===== THE INPUT =====
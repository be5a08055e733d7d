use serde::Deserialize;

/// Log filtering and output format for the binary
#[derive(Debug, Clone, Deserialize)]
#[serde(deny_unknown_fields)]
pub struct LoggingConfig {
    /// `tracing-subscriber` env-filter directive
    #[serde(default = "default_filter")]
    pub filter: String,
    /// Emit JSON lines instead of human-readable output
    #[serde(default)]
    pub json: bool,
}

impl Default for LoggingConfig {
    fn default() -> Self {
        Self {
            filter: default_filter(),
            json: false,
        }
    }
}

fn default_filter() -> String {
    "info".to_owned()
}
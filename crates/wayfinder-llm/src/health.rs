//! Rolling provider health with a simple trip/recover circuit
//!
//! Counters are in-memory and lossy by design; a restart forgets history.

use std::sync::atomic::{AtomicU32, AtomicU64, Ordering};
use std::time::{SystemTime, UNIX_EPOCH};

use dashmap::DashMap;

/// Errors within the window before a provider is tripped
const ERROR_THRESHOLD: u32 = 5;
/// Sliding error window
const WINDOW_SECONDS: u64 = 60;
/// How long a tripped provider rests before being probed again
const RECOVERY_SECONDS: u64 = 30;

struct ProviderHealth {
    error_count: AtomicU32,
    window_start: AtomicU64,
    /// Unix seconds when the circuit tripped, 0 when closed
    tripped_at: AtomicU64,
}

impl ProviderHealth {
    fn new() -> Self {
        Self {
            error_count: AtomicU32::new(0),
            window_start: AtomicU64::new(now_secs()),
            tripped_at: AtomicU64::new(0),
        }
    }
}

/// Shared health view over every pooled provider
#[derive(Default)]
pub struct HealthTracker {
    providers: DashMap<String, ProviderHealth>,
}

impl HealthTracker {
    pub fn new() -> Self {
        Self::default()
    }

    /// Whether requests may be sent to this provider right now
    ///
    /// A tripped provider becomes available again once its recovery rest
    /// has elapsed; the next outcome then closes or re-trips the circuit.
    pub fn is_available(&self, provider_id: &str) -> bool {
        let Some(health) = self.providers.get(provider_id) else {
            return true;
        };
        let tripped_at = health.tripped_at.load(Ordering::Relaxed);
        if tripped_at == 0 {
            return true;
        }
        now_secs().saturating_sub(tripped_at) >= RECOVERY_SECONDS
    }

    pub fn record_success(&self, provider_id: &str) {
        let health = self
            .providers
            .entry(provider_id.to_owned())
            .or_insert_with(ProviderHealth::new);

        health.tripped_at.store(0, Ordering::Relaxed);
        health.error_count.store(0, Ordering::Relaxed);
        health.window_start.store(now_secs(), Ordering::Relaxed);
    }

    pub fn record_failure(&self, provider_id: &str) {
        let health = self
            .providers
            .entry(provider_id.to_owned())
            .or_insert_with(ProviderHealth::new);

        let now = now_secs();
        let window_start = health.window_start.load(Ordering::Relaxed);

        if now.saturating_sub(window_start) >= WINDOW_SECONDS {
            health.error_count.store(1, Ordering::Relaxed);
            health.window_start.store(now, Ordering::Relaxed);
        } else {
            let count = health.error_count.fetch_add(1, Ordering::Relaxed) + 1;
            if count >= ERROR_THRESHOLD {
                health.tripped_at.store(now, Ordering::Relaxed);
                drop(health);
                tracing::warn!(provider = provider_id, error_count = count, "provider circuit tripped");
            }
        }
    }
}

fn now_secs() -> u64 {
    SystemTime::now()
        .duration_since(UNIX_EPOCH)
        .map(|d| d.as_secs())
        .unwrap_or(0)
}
=====
### WHAT THE EXERCISE ASKS
Please print out every entry again, exactly as it reads.

### YOUR SOLUTION
repository be5a08055e733d7d
use serde::Deserialize;

/// Log filtering and output format for the binary
#[derive(Debug, Clone, Deserialize)]
#[serde(deny_unknown_fields)]
pub struct LoggingConfig {
    /// `tracing-subscriber` env-filter directive
    #[serde(default = "default_filter")]
    pub filter: String,
    /// Emit JSON lines instead of human-readable output
    #[serde(default)]
    pub json: bool,
}

impl Default for LoggingConfig {
    fn default() -> Self {
        Self {
            filter: default_filter(),
            json: false,
        }
    }
}

fn default_filter() -> String {
    "info".to_owned()
}
filename crates/wayfinder-llm/src/health.rs
//! Rolling provider health with a simple trip/recover circuit
//!
//! Counters are in-memory and lossy by design; a restart forgets history.

use std::sync::atomic::{AtomicU32, AtomicU64, Ordering};
use std::time::{SystemTime, UNIX_EPOCH};

use dashmap::DashMap;

/// Errors within the window before a provider is tripped
const ERROR_THRESHOLD: u32 = 5;
/// Sliding error window
const WINDOW_SECONDS: u64 = 60;
/// How long a tripped provider rests before being probed again
const RECOVERY_SECONDS: u64 = 30;

struct ProviderHealth {
    error_count: AtomicU32,
    window_start: AtomicU64,
    /// Unix seconds when the circuit tripped, 0 when closed
    tripped_at: AtomicU64,
}

impl ProviderHealth {
    fn new() -> Self {
        Self {
            error_count: AtomicU32::new(0),
            window_start: AtomicU64::new(now_secs()),
            tripped_at: AtomicU64::new(0),
        }
    }
}

/// Shared health view over every pooled provider
#[derive(Default)]
pub struct HealthTracker {
    providers: DashMap<String, ProviderHealth>,
}

impl HealthTracker {
    pub fn new() -> Self {
        Self::default()
    }

    /// Whether requests may be sent to this provider right now
    ///
    /// A tripped provider becomes available again once its recovery rest
    /// has elapsed; the next outcome then closes or re-trips the circuit.
    pub fn is_available(&self, provider_id: &str) -> bool {
        let Some(health) = self.providers.get(provider_id) else {
            return true;
        };
        let tripped_at = health.tripped_at.load(Ordering::Relaxed);
        if tripped_at == 0 {
            return true;
        }
        now_secs().saturating_sub(tripped_at) >= RECOVERY_SECONDS
    }

    pub fn record_success(&self, provider_id: &str) {
        let health = self
            .providers
            .entry(provider_id.to_owned())
            .or_insert_with(ProviderHealth::new);

        health.tripped_at.store(0, Ordering::Relaxed);
        health.error_count.store(0, Ordering::Relaxed);
        health.window_start.store(now_secs(), Ordering::Relaxed);
    }

    pub fn record_failure(&self, provider_id: &str) {
        let health = self
            .providers
            .entry(provider_id.to_owned())
            .or_insert_with(ProviderHealth::new);

        let now = now_secs();
        let window_start = health.window_start.load(Ordering::Relaxed);

        if now.saturating_sub(window_start) >= WINDOW_SECONDS {
            health.error_count.store(1, Ordering::Relaxed);
            health.window_start.store(now, Ordering::Relaxed);
        } else {
            let count = health.error_count.fetch_add(1, Ordering::Relaxed) + 1;
            if count >= ERROR_THRESHOLD {
                health.tripped_at.store(now, Ordering::Relaxed);
                drop(health);
                tracing::warn!(provider = provider_id, error_count = count, "provider circuit tripped");
            }
        }
    }
}

fn now_secs() -> u64 {
    SystemTime::now()
        .duration_since(UNIX_EPOCH)
        .map(|d| d.as_secs())
        .unwrap_or(0)
}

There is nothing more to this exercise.